===== MATERIALS PROVIDED =====

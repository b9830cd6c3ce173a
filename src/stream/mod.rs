//! Decoding of the indexer's streaming monitor feed (`rc -m`).
//!
//! The feed is a sequence of top-level XML elements written line by line:
//!
//! ```text
//! <?xml version="1.0" encoding="utf-8"?>
//! <progress index="12" total="12"></progress>
//! <checkstyle>
//!   <file name="/src/main.cpp">
//!     <error line="4" column="9" length="3" severity="warning" message="unused variable"/>
//!   </file>
//! </checkstyle>
//! ```
//!
//! [`StreamDecoder`] turns lines into [`StreamEvent`]s; [`MonitorEvents`]
//! wraps it as a lazy sequence over any async line source.

pub mod decoder;
pub mod event;

pub use decoder::{MonitorEvents, StreamDecoder, CONNECTION_FAILURE_MARKER};
pub use event::StreamEvent;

=====

▶ **ACTIVITY**: Return every entry exactly.

▶ **ANSWER TO THIS TASK**:
repository b9830cd6c3ce173a
filename src/stream/mod.rs
//! Decoding of the indexer's streaming monitor feed (`rc -m`).
//!
//! The feed is a sequence of top-level XML elements written line by line:
//!
//! ```text
//! <?xml version="1.0" encoding="utf-8"?>
//! <progress index="12" total="12"></progress>
//! <checkstyle>
//!   <file name="/src/main.cpp">
//!     <error line="4" column="9" length="3" severity="warning" message="unused variable"/>
//!   </file>
//! </checkstyle>
//! ```
//!
//! [`StreamDecoder`] turns lines into [`StreamEvent`]s; [`MonitorEvents`]
//! wraps it as a lazy sequence over any async line source.

pub mod decoder;
pub mod event;

pub use decoder::{MonitorEvents, StreamDecoder, CONNECTION_FAILURE_MARKER};
pub use event::StreamEvent;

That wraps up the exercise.